One particular group felt the shock most acutely: the southern aristocracy descended from those loyalists to Charles Stuart who had chosen exile in the New World over bending their neck beneath the Puritan yoke of the Commonwealth. Although Protestants, this group despised and disliked the Hanoverian dynasty as a matter of principle. Faced with the prospect of a King-in-Exile levying taxes on their tobacco, sugar, and cotton plantations, a group of the wealthiest nobility in the West Indies and the Southern Colonies met in the council of the Lords Proprietors of Charleston, South Carolina, in 1762 and agreed to raise an army. They wrote to the French King, issuing a petition and calling for aid; and then they repudiated their membership in the British Empire. When the governor of Georgia refused to join them and denounced their rebellion as treason, he was hanged before the statehouse in Atlanta: and this began the incident known as the Slaveowners’ Treasonous Rebellion.
The Rebellion lasted from 1762 to 1770, and was utterly devastating. In time line two, the American Civil War lasted four years and killed an estimated 3 percent of the US population; as many as 18 percent of all white males of military age in the South were killed. But the Slaveowners’ Treasonous Rebellion was far worse, with consequences that can only be compared to time line two’s Thirty Years War, or the War of the Triple Alliance, in which Paraguay attempted to conquer South America, attacked Brazil, Argentina, and Uruguay simultaneously, and suffered nearly 80 percent fatalities (90 percent of the male population and 50 percent of the women and children dying during the conflict).

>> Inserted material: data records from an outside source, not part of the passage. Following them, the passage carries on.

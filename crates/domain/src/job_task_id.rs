use std::fmt;

use base64::engine::general_purpose::URL_SAFE_NO_PAD;
use base64::Engine as _;
use serde::{Deserialize, Serialize};
use sha2::Digest as _;

/// 消息ID中未包含分区时使用的分区
pub const DEFAULT_PARTITION_ID: &str = "default";

/// 短ID中哈希部分的最大长度
pub const MAX_SHORT_ID_HASH_LEN: usize = 54;

/// 作业任务标识: 分区 + 任务ID
///
/// 任务ID由作业ID和可选的子任务后缀组成，例如 `J1.3.2` 的作业ID为 `J1`，
/// 后缀为 `.3.2`。线上格式为 `partitionId:taskId`。
#[derive(Debug, Clone, PartialEq, Eq, Hash, Serialize, Deserialize)]
pub struct JobTaskId {
    partition_id: String,
    task_id: String,
}

impl JobTaskId {
    pub fn new(partition_id: impl Into<String>, task_id: impl Into<String>) -> Self {
        Self {
            partition_id: partition_id.into(),
            task_id: task_id.into(),
        }
    }

    /// 解析线上格式，按第一个 `:` 拆分
    pub fn from_message_id(message_id: &str) -> Self {
        match message_id.split_once(':') {
            Some((partition_id, task_id)) => Self::new(partition_id, task_id),
            None => Self::new(DEFAULT_PARTITION_ID, message_id),
        }
    }

    pub fn message_id(&self) -> String {
        format!("{}:{}", self.partition_id, self.task_id)
    }

    pub fn partition_id(&self) -> &str {
        &self.partition_id
    }

    pub fn task_id(&self) -> &str {
        &self.task_id
    }

    pub fn job_id(&self) -> &str {
        match self.task_id.find('.') {
            Some(idx) => &self.task_id[..idx],
            None => &self.task_id,
        }
    }

    /// 子任务后缀，包含开头的 `.`
    pub fn suffix(&self) -> Option<&str> {
        self.task_id.find('.').map(|idx| &self.task_id[idx..])
    }

    pub fn is_job_level(&self) -> bool {
        self.suffix().is_none()
    }

    /// 有界长度的稳定标识，用于存储端对名称长度有限制的场景
    pub fn short_id(&self) -> String {
        let mut hasher = sha2::Sha256::new();
        hasher.update(self.partition_id.as_bytes());
        hasher.update(b":");
        hasher.update(self.job_id().as_bytes());
        let hash = URL_SAFE_NO_PAD.encode(hasher.finalize());

        match self.suffix() {
            Some(suffix) => format!("{hash}{suffix}"),
            None => hash,
        }
    }
}

impl fmt::Display for JobTaskId {
    fn fmt(&self, f: &mut fmt::Formatter<'_>) -> fmt::Result {
        write!(f, "{}:{}", self.partition_id, self.task_id)
    }
}

#[cfg(test)]
mod tests {
    use super::*;
    use proptest::prelude::*;

    #[test]
    fn test_splits_on_first_separators() {
        let id = JobTaskId::from_message_id("tenant-a:J1.3.2");
        assert_eq!(id.partition_id(), "tenant-a");
        assert_eq!(id.task_id(), "J1.3.2");
        assert_eq!(id.job_id(), "J1");
        assert_eq!(id.suffix(), Some(".3.2"));
        assert!(!id.is_job_level());
    }

    #[test]
    fn test_missing_partition_uses_default() {
        let id = JobTaskId::from_message_id("J7");
        assert_eq!(id.partition_id(), DEFAULT_PARTITION_ID);
        assert_eq!(id.job_id(), "J7");
        assert_eq!(id.suffix(), None);
        assert_eq!(id.message_id(), "default:J7");
    }

    #[test]
    fn test_short_id_keeps_suffix_and_bounded_hash() {
        let job = JobTaskId::new("p1", "job-1");
        let task = JobTaskId::new("p1", "job-1.4*");
        let job_short = job.short_id();
        let task_short = task.short_id();

        assert!(job_short.len() <= MAX_SHORT_ID_HASH_LEN);
        assert_eq!(task_short, format!("{job_short}.4*"));
        assert_ne!(job_short, JobTaskId::new("p2", "job-1").short_id());
    }

    #[test]
    fn test_display_matches_message_id() {
        let id = JobTaskId::new("p", "j.1");
        assert_eq!(id.to_string(), id.message_id());
    }

    proptest! {
        #[test]
        fn message_id_round_trips(
            partition in "[a-zA-Z0-9_-]{0,16}",
            task in "[a-zA-Z0-9_.:*-]{1,24}",
        ) {
            let id = JobTaskId::new(partition, task);
            prop_assert_eq!(JobTaskId::from_message_id(&id.message_id()), id);
        }

        #[test]
        fn short_id_is_stable_for_job_level_ids(
            partition in "[a-zA-Z0-9_-]{1,16}",
            job in "[a-zA-Z0-9_-]{1,24}",
        ) {
            let id = JobTaskId::new(partition.clone(), job.clone());
            prop_assert_eq!(id.job_id(), id.task_id());
            let first = id.short_id();
            prop_assert_eq!(&first, &JobTaskId::new(partition, job).short_id());
            prop_assert!(first.len() <= MAX_SHORT_ID_HASH_LEN);
        }
    }
}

From the King’s perspective, there was no alternative to total war: allowing secession to go unpunished would result in the remains of the British Empire being gobbled up by the rival French, Dutch, and Spanish empires. England was already under enemy occupation: his back was to the wall. His prosecution of the war was therefore brutal to a degree that students of the American Civil War find shocking. The arrival of French and Spanish armies in Florida in 1764 escalated the conflict even before the inflammatory addition of a delegation from the Tribunal del Santo Oficio de la Inquisición. (This appears to have been the result of an initiative on the part of the Grand Inquisitor to shore up his office, already declining in influence at home. It was indulged by King Frederick VI, possibly in hope of allowing the Inquisition to undermine its own position—and was to have far-reaching consequences.) In particular, the mass executions and gibbetings of rebel prisoners along the Great Wagon Road between North Carolina and Augusta has few parallels in modern history other than the Siege of Vienna until we get to more recent post-nineteenth-century systematic genocide.
In the wake of the advancing Royalist armies, the widows and orphans of the executed rebels were enslaved regardless of race, as a punishment for treason, much as slavery had been used as a sentence in the wake of the ’15 rebellion and against the Covenanters. Holdings were expropriated and titles granted to exiled British nobles, while former slaves were armed and used to police the conquered territory. In some cases, former slaves were placed over their ex-masters as overseers: by 1770 the geography of the planter states was unrecognizable.
This was not, incidentally, a war fought over emancipation, or over the issue of the expansion of slavery. A common misconception among people from our time line is that a civil war between the states in time line three must have similar causes to those of time line two. Rather, the cause of the war was the royal imposition of direct rule from the throne-in-exile. But it was not an unmitigated despotism. As the war progressed, the Crown traded privilege and power for support, allowing the establishment of a formal parliament with houses for the Commons and Lords, and a new Bill of Rights.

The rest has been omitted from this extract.